Start of Block

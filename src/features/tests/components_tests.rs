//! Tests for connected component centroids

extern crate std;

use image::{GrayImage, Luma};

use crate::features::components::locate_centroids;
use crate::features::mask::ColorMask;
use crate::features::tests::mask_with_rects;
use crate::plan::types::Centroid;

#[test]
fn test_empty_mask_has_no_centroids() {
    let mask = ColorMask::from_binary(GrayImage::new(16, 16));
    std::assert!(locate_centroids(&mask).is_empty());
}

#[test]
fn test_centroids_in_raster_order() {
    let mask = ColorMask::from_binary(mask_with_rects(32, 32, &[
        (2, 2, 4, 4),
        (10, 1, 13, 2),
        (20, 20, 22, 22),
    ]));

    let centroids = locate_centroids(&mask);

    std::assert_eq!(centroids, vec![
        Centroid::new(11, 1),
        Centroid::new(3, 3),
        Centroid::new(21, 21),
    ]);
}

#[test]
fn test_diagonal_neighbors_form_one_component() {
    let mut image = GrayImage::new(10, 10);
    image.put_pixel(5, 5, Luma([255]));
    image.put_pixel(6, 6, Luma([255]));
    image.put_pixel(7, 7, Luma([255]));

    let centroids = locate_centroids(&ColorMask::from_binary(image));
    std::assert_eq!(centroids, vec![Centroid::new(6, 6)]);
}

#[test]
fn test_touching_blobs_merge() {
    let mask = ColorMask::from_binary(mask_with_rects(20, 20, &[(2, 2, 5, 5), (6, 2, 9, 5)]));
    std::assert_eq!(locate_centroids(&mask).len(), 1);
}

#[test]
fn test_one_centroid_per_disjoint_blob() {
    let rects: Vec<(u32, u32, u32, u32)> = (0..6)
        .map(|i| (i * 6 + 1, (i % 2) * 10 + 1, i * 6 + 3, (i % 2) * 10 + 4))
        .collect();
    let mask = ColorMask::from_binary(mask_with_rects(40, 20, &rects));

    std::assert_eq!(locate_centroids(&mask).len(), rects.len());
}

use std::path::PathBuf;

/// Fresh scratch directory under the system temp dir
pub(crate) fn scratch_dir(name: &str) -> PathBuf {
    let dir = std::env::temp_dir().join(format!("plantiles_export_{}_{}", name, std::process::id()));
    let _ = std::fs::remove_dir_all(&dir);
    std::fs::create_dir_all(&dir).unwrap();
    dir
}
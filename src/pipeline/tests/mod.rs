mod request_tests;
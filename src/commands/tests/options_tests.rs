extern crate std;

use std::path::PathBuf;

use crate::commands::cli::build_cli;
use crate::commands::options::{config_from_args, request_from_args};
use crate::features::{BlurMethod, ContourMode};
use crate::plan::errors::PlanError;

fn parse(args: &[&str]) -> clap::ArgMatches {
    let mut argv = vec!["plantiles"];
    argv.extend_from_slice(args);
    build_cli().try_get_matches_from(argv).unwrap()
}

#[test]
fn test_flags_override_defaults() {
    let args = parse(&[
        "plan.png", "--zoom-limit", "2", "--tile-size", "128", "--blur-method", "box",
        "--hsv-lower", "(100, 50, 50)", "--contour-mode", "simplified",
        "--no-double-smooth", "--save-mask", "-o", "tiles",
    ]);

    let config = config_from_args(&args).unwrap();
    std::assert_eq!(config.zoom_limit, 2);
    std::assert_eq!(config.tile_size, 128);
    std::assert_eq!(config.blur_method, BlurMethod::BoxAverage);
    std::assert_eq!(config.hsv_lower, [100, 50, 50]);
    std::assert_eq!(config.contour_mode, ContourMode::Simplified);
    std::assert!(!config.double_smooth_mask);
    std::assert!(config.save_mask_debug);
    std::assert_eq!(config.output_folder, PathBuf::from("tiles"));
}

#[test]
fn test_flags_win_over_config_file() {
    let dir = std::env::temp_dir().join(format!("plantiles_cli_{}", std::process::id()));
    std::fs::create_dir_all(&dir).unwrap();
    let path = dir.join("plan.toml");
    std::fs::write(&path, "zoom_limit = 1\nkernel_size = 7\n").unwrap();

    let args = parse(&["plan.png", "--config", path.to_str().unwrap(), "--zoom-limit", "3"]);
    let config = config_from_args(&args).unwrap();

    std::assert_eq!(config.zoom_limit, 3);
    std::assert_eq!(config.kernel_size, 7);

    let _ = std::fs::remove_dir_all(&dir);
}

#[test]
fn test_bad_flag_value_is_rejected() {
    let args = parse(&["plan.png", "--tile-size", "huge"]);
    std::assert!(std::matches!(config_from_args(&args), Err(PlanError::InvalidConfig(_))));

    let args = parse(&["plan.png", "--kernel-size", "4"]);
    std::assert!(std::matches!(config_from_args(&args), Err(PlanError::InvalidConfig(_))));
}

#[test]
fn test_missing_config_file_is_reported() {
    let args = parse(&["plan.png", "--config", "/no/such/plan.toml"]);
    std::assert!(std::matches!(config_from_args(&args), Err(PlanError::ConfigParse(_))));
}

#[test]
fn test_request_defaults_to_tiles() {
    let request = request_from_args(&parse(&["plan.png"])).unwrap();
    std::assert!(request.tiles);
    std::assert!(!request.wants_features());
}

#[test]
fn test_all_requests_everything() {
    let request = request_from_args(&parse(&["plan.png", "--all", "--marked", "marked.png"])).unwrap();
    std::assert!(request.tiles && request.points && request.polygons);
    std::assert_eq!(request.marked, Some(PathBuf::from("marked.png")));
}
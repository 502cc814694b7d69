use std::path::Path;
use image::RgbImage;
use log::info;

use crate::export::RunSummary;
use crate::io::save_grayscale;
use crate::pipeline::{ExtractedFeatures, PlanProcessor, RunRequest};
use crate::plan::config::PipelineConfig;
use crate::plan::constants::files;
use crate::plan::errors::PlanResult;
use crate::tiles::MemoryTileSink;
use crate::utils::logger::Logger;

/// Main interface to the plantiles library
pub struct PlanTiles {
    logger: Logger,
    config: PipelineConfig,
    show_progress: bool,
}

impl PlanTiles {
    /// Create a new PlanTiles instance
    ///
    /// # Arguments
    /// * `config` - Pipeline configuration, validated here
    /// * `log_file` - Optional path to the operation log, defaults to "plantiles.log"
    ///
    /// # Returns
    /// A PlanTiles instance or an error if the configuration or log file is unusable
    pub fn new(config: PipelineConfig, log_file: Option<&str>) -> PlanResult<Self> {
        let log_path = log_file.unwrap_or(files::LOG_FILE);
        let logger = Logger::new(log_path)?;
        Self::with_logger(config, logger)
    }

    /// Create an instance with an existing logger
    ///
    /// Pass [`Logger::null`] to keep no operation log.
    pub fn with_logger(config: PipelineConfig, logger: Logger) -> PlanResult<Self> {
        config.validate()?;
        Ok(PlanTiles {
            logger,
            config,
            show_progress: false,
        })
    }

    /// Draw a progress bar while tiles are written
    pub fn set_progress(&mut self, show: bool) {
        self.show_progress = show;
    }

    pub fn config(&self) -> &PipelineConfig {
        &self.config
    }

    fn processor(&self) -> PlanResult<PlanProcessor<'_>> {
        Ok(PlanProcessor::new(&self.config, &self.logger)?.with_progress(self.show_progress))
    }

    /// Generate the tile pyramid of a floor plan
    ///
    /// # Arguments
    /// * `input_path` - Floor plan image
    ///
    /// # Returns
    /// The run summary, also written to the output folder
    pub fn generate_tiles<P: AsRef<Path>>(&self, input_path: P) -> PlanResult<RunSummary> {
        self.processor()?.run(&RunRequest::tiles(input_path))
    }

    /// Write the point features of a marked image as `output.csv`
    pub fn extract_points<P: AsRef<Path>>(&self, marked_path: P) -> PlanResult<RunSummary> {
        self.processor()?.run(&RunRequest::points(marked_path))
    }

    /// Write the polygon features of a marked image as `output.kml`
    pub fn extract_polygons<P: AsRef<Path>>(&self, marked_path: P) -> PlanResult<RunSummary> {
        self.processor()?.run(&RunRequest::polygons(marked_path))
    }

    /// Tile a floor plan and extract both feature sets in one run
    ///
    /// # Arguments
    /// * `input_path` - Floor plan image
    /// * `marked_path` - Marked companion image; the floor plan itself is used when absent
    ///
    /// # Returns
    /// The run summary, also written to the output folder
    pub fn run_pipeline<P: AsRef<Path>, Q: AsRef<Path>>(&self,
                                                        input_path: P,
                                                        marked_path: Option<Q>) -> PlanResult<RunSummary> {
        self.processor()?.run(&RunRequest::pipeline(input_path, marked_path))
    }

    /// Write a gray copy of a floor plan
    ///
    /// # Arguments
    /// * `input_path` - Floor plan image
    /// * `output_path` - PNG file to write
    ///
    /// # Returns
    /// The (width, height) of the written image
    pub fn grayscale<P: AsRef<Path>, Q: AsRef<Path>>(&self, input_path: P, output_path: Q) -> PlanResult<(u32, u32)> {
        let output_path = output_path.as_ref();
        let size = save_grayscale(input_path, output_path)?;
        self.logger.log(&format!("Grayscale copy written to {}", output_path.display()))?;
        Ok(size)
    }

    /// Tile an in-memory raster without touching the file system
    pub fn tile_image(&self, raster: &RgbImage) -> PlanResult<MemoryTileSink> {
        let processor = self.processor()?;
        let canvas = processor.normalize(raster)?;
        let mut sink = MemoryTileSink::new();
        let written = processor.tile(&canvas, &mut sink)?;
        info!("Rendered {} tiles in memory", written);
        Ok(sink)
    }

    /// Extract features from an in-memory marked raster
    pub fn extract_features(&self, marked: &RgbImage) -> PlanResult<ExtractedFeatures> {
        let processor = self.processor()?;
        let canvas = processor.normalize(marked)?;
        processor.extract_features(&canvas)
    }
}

End of Block

Your objective - Transcribe, exactly and without additions, the lines of the records above, beginning with the line that contains "std::assert!(request.tiles && request.points" and ending with the line that contains "use crate::io::save_grayscale;", both included.

Result -
    std::assert!(request.tiles && request.points && request.polygons);
    std::assert_eq!(request.marked, Some(PathBuf::from("marked.png")));
}
repository 502cc814694b7d69
use std::path::Path;
use image::RgbImage;
use log::info;

use crate::export::RunSummary;
use crate::io::save_grayscale;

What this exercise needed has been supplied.